» Aim of the task
The result should be every line in the data below that carries the string "Serialize".

------ Excerpted data ------

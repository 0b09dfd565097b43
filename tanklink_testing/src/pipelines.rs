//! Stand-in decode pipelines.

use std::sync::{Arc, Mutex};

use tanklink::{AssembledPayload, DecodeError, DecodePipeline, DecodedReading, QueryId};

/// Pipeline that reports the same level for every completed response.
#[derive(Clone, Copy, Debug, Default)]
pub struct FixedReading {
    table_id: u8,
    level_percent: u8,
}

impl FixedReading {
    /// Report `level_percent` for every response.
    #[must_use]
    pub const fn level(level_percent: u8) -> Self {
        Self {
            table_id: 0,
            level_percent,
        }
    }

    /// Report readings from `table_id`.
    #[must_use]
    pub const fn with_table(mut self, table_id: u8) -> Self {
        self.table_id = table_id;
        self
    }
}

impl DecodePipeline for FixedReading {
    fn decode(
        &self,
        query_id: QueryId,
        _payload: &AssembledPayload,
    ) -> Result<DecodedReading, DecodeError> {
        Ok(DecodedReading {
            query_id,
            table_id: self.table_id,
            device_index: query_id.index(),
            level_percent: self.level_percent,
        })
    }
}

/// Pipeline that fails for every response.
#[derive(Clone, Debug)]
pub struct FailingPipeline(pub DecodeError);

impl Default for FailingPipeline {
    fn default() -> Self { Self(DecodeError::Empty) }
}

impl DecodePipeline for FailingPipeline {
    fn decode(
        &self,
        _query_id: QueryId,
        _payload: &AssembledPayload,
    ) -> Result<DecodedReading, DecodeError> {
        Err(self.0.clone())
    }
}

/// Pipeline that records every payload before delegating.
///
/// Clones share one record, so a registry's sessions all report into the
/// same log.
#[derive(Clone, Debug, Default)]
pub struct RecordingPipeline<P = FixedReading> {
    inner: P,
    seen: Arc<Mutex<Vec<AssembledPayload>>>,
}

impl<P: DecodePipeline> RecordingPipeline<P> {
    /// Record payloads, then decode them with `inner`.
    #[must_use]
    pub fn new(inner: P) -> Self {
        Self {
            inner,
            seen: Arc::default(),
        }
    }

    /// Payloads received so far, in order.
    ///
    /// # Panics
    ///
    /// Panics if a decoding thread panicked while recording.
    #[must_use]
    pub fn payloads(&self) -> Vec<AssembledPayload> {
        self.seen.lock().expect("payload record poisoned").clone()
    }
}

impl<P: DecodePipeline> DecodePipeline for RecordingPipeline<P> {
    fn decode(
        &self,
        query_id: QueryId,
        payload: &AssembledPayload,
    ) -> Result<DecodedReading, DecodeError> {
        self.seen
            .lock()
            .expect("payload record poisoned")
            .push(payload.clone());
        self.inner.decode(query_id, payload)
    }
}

------
------ Excerpted data ------

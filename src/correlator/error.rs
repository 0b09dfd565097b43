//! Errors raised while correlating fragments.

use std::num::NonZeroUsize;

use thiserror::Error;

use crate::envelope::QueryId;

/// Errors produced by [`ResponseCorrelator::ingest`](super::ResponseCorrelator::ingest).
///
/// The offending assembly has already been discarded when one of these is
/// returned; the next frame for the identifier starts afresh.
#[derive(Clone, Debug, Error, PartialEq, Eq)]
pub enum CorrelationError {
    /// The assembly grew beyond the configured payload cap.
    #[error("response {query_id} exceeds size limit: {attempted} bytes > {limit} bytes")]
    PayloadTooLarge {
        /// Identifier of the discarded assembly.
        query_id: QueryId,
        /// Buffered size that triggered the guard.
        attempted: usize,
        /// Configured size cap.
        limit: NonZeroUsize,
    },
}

------
------ Excerpted data ------

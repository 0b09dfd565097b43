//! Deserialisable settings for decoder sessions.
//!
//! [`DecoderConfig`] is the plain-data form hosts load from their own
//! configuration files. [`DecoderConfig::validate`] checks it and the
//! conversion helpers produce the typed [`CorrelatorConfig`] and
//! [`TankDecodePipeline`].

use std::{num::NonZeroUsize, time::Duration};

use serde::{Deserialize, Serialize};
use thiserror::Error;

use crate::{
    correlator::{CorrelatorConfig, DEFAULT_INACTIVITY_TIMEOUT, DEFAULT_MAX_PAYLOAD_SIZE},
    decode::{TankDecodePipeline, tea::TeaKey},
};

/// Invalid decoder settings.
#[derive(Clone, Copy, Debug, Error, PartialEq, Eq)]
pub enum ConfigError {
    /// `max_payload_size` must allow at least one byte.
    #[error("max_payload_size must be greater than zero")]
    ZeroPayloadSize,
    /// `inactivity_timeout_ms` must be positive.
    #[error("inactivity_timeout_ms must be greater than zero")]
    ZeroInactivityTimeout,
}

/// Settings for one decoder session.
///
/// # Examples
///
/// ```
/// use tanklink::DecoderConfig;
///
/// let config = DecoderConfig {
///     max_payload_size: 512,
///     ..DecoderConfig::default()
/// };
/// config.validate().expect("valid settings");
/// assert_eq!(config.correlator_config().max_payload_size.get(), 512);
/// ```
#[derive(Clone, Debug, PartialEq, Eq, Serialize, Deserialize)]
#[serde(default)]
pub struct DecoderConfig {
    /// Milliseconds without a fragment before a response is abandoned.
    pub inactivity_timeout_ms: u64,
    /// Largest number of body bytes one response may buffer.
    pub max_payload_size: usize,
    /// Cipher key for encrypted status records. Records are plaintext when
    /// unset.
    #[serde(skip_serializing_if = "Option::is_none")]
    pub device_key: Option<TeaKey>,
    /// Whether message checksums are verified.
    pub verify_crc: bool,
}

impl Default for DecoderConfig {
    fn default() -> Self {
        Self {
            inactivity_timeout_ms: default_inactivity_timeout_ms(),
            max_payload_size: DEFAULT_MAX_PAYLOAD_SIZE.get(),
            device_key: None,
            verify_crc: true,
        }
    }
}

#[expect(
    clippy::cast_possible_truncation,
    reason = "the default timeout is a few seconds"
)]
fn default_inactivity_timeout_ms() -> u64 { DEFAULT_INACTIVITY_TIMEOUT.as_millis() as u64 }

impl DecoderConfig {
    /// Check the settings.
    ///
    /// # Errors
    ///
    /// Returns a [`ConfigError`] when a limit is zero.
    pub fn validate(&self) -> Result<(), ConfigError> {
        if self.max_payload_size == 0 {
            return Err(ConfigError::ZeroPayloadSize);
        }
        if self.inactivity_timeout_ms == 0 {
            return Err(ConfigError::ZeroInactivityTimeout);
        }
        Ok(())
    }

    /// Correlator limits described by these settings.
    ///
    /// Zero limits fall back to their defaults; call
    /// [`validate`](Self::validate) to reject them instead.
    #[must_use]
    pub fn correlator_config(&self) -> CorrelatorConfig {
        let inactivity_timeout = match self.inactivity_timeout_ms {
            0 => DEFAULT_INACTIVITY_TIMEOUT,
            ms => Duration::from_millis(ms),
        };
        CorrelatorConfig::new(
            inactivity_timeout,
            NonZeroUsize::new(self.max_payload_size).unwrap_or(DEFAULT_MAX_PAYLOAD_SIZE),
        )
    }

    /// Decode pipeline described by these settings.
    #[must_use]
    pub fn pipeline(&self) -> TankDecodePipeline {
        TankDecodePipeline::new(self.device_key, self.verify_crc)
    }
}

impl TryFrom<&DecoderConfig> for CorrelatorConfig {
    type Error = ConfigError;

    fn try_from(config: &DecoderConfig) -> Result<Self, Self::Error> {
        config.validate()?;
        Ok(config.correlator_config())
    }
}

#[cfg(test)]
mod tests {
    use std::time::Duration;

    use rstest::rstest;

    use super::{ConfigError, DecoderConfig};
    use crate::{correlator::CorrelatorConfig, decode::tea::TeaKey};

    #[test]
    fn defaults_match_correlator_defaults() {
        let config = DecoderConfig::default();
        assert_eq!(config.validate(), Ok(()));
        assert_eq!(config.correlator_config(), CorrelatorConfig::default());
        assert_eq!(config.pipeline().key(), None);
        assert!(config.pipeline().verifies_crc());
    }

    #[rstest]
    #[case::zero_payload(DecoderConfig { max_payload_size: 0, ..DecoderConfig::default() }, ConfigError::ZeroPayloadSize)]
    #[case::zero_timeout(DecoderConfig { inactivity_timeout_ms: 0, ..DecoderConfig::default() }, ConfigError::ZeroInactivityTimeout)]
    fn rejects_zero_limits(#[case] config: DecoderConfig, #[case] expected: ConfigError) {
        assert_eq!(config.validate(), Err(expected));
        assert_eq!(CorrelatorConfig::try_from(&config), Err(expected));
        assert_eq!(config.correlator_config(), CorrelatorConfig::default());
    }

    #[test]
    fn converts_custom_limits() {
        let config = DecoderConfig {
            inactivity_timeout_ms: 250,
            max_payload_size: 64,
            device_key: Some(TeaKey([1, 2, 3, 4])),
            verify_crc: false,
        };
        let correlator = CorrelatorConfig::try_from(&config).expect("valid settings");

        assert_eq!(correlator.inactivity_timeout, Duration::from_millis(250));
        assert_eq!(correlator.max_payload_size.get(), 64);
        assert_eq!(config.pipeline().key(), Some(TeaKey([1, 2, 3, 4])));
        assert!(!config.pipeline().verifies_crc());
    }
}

------

» Solution to this problem
use serde::{Deserialize, Serialize};
#[derive(Clone, Debug, PartialEq, Eq, Serialize, Deserialize)]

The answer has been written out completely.